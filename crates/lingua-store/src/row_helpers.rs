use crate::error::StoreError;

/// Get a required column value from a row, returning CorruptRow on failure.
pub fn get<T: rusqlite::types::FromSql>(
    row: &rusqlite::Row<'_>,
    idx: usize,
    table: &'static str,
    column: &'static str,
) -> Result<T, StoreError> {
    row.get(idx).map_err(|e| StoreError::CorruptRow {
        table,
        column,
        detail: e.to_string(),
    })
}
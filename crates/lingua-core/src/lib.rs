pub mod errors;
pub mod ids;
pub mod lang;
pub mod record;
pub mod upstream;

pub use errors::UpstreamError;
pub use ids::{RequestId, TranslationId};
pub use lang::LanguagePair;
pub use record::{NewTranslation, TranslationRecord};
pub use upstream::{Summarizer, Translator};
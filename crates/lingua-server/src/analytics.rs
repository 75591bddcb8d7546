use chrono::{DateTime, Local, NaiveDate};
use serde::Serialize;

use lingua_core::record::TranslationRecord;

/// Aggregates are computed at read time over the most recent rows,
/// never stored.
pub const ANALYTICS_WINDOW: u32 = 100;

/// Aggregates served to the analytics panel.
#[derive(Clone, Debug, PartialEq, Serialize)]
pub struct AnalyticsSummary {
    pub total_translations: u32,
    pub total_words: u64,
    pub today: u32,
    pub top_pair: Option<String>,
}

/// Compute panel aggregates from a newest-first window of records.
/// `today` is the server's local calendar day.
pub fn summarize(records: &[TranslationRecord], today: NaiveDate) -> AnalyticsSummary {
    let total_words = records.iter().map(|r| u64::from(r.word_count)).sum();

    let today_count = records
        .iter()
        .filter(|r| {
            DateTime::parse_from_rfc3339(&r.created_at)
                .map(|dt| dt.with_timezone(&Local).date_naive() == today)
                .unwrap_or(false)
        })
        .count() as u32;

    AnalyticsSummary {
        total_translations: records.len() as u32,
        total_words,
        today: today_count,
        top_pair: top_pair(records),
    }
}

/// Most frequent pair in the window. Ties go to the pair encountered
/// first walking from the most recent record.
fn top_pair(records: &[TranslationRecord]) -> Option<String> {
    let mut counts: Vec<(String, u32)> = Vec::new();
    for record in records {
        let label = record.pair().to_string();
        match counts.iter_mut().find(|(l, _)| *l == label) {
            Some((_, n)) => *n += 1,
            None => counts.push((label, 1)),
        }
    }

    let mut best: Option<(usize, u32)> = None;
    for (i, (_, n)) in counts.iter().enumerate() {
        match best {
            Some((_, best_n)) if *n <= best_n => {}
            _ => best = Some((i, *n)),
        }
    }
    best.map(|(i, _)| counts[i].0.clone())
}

Exercise. Scan the material line by line and report each one that contains "column".

Exercise response.
/// Get a required column value from a row, returning CorruptRow on failure.
    column: &'static str,
        column,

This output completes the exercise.